» Stored data
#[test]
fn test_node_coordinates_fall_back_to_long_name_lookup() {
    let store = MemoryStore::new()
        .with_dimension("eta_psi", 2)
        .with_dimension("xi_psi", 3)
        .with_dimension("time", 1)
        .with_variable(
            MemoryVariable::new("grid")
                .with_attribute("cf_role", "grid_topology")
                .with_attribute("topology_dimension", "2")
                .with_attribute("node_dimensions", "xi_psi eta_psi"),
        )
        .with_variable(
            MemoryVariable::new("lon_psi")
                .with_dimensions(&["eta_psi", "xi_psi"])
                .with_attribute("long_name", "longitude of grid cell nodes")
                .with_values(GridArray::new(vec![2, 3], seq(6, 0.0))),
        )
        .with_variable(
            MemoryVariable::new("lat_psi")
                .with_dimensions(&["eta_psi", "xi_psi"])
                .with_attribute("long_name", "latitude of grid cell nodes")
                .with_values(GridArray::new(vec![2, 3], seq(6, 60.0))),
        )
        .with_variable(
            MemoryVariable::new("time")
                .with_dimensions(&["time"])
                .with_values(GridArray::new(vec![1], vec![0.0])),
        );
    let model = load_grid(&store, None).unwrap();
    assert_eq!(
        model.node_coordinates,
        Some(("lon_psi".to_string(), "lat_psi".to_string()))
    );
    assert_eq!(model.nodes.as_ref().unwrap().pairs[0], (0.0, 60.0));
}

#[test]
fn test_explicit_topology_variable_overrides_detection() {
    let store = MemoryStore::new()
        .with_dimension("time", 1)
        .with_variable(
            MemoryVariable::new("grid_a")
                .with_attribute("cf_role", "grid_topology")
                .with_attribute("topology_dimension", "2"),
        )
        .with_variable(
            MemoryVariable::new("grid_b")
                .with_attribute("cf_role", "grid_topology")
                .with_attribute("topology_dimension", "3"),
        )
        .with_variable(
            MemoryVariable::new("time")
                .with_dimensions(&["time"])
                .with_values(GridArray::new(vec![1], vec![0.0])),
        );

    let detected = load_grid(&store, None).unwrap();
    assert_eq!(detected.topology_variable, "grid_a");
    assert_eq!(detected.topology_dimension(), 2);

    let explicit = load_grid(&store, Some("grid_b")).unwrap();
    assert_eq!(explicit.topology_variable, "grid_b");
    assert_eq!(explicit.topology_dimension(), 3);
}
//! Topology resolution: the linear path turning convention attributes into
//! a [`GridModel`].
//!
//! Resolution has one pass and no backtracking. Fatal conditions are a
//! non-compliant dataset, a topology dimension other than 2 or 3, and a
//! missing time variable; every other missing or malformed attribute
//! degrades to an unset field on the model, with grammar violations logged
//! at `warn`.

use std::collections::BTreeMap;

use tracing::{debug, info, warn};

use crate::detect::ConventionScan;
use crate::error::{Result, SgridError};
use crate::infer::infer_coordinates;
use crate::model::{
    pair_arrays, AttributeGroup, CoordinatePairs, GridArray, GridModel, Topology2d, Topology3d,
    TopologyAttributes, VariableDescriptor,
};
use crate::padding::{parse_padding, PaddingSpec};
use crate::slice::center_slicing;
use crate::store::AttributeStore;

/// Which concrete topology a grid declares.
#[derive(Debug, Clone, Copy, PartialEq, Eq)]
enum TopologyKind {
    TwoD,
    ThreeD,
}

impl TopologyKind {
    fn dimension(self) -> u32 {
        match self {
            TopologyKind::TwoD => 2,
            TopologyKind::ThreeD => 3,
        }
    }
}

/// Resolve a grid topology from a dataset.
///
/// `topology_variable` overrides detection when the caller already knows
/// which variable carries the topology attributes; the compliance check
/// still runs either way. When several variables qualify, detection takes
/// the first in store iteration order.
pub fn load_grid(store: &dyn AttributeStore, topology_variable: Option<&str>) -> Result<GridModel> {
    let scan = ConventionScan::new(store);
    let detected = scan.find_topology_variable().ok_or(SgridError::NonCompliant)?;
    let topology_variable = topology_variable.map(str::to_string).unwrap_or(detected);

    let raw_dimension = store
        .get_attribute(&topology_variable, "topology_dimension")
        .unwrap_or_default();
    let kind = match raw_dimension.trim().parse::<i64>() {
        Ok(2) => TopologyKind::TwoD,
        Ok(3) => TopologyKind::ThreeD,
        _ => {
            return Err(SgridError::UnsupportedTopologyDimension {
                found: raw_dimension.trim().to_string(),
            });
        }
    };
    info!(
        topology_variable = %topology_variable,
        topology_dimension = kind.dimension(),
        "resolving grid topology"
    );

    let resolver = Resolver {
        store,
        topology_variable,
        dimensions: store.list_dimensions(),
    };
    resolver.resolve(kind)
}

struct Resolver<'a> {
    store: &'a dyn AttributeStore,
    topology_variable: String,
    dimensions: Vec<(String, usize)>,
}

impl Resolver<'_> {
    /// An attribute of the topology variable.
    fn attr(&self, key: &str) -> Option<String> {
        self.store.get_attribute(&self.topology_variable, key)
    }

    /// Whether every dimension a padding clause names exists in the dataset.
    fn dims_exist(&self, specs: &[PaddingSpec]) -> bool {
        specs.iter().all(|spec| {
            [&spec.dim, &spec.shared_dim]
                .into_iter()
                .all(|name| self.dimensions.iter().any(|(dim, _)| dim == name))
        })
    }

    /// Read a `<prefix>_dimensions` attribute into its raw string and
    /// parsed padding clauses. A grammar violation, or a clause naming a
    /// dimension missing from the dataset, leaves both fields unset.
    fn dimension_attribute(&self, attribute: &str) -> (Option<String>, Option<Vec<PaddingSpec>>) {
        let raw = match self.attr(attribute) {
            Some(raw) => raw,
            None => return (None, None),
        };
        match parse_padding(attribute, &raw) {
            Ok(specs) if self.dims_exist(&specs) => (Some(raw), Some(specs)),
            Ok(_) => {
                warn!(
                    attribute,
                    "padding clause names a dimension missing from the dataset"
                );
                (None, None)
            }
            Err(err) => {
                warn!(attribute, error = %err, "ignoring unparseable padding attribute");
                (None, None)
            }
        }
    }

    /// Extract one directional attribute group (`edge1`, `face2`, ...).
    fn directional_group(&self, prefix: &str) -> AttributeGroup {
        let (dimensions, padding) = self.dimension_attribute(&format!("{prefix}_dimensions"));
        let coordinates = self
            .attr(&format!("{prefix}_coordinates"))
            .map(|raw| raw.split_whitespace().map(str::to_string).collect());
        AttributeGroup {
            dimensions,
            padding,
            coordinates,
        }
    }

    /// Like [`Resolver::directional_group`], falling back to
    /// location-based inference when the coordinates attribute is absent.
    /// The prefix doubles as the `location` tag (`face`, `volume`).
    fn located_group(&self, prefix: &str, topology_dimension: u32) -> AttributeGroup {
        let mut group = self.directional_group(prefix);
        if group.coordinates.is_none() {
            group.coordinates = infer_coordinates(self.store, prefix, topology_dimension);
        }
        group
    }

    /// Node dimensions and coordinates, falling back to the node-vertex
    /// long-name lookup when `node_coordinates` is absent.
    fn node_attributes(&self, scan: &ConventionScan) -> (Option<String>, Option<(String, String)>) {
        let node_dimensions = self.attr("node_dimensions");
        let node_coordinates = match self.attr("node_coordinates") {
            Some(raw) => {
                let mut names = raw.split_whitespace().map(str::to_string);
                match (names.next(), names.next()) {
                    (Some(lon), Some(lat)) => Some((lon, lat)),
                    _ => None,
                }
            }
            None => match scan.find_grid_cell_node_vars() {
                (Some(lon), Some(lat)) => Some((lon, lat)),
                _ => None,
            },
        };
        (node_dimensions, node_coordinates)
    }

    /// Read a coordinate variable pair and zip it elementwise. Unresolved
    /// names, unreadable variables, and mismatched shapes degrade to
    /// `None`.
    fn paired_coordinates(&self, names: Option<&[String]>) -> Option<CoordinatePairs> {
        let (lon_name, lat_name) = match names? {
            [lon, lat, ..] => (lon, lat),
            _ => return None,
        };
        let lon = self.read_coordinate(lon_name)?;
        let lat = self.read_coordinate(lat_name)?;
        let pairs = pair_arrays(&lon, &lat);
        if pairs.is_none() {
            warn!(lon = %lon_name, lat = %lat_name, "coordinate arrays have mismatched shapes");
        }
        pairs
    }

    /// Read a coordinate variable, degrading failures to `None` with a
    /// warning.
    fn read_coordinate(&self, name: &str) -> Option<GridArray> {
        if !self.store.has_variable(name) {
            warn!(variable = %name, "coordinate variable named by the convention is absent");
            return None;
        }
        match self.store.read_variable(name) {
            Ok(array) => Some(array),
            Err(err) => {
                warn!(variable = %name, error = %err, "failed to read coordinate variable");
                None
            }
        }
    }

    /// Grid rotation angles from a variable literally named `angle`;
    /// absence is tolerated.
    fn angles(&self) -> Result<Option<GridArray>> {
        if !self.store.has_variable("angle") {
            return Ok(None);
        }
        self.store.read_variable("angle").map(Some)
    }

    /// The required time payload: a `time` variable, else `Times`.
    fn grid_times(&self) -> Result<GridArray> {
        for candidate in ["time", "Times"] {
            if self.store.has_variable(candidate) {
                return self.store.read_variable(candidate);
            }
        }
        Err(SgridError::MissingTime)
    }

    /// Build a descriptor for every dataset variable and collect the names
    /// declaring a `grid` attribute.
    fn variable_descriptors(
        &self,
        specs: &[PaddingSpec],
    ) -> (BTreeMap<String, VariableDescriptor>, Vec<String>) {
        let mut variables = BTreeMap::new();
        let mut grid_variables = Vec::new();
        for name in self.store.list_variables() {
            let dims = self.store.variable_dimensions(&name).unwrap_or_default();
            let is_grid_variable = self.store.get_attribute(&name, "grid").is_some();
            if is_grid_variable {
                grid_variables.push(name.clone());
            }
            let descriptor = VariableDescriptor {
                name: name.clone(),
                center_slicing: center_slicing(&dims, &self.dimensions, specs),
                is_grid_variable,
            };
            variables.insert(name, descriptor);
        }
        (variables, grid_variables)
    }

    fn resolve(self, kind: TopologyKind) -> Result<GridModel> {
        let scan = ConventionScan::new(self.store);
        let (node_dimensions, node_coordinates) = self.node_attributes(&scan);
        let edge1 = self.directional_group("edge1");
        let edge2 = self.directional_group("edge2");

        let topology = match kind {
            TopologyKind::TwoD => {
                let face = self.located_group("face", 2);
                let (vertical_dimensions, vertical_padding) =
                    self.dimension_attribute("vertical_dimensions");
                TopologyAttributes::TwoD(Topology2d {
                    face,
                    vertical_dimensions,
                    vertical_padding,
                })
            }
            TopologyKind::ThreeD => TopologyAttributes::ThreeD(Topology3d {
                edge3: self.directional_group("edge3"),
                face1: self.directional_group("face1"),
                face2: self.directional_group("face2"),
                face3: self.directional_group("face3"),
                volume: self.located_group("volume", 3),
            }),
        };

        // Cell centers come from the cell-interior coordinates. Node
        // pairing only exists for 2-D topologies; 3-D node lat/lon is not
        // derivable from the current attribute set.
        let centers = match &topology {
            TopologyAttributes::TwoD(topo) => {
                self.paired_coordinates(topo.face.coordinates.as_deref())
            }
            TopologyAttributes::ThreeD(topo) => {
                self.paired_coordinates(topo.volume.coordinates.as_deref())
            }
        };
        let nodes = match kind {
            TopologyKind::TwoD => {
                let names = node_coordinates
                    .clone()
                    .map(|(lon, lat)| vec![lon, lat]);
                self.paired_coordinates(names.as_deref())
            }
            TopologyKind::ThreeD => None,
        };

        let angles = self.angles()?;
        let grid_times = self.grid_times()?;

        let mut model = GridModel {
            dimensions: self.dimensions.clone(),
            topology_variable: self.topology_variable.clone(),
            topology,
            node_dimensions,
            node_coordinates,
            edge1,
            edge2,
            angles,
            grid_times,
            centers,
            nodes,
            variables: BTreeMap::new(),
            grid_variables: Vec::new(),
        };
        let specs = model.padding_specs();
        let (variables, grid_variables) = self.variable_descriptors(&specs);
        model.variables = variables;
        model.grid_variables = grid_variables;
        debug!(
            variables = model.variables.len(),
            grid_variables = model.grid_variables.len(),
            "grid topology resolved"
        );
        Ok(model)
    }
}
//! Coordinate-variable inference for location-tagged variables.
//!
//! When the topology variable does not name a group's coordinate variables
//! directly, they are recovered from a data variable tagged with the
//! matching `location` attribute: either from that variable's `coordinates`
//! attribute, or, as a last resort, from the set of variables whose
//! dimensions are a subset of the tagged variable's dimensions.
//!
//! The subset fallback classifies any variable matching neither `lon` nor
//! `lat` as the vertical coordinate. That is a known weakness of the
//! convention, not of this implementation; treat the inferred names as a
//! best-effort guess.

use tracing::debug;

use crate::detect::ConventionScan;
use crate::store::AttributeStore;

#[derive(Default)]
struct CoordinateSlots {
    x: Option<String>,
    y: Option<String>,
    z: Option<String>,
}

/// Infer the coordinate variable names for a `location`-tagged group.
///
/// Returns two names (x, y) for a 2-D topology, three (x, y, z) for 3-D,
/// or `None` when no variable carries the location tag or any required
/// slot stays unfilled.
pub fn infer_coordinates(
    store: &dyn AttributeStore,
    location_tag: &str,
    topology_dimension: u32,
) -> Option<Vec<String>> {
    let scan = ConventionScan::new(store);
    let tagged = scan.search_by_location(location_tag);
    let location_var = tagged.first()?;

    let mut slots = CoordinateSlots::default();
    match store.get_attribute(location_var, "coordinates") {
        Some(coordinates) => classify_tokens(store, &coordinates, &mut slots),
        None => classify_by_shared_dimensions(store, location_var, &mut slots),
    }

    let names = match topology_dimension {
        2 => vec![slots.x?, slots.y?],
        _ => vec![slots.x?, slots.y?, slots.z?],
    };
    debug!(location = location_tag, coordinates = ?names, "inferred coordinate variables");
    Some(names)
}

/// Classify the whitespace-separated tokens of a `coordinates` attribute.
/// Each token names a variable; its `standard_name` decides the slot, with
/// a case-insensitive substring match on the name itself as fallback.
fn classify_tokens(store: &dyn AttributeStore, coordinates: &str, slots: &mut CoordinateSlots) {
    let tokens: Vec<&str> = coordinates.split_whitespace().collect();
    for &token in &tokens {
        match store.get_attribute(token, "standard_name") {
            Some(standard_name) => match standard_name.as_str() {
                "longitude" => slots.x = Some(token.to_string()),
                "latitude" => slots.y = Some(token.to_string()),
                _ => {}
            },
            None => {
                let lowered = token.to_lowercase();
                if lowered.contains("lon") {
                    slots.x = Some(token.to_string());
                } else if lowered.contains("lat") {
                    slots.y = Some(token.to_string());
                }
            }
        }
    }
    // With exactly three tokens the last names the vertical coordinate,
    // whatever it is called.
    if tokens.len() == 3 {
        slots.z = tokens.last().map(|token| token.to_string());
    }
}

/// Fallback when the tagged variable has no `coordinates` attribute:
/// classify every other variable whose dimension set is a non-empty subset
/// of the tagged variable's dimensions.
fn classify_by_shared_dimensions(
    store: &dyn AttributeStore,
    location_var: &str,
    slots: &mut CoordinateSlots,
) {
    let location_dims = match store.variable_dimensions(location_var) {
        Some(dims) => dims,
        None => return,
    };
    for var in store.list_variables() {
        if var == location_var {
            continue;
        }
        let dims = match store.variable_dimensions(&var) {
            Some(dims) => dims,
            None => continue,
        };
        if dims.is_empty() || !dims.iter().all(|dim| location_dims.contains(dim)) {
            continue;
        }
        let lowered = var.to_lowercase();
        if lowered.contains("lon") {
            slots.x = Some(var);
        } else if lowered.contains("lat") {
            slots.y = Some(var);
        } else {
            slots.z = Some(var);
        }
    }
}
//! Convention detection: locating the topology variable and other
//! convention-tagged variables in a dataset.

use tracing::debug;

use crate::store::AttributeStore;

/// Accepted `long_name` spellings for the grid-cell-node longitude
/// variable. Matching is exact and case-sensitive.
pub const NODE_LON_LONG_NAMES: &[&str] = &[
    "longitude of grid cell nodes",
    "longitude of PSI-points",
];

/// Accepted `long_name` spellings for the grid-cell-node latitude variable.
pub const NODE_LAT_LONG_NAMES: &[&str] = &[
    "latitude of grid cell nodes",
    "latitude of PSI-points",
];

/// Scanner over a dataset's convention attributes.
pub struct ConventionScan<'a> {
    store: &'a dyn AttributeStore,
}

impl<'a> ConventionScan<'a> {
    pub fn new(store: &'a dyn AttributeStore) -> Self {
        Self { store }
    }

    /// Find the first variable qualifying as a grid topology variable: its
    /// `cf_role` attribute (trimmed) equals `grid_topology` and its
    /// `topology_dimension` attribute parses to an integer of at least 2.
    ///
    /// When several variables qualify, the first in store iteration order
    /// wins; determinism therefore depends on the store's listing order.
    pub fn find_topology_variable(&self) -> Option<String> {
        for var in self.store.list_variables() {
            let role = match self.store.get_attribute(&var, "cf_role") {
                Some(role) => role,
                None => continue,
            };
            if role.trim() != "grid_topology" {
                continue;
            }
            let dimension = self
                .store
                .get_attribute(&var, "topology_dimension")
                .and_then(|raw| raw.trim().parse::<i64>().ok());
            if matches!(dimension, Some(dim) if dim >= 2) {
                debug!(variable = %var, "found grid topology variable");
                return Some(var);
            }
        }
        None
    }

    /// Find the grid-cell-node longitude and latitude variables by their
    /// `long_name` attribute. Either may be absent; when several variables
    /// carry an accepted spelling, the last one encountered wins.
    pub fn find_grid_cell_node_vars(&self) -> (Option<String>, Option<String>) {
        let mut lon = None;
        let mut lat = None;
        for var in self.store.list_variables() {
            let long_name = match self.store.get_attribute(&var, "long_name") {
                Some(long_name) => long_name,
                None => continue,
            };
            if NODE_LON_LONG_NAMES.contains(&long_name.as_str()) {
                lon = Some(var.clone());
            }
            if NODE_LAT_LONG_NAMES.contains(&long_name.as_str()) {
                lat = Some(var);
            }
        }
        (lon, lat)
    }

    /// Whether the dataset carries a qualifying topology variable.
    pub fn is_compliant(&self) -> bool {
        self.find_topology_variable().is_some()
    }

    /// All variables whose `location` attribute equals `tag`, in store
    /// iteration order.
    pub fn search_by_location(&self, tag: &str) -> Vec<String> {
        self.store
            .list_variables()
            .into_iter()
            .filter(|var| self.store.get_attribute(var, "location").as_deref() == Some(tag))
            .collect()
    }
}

» WHAT YOU ARE ASKED TO DO
Take the lines above from the one containing "one encountered wins." down to the one containing "pub fn search_by_location(&self, tag: &str)", and transcribe them exactly, both ends included.

» SOLUTION TO THE PROBLEM
    /// carry an accepted spelling, the last one encountered wins.
    pub fn find_grid_cell_node_vars(&self) -> (Option<String>, Option<String>) {
        let mut lon = None;
        let mut lat = None;
        for var in self.store.list_variables() {
            let long_name = match self.store.get_attribute(&var, "long_name") {
                Some(long_name) => long_name,
                None => continue,
            };
            if NODE_LON_LONG_NAMES.contains(&long_name.as_str()) {
                lon = Some(var.clone());
            }
            if NODE_LAT_LONG_NAMES.contains(&long_name.as_str()) {
                lat = Some(var);
            }
        }
        (lon, lat)
    }

    /// Whether the dataset carries a qualifying topology variable.
    pub fn is_compliant(&self) -> bool {
        self.find_topology_variable().is_some()
    }

    /// All variables whose `location` attribute equals `tag`, in store
    /// iteration order.
    pub fn search_by_location(&self, tag: &str) -> Vec<String> {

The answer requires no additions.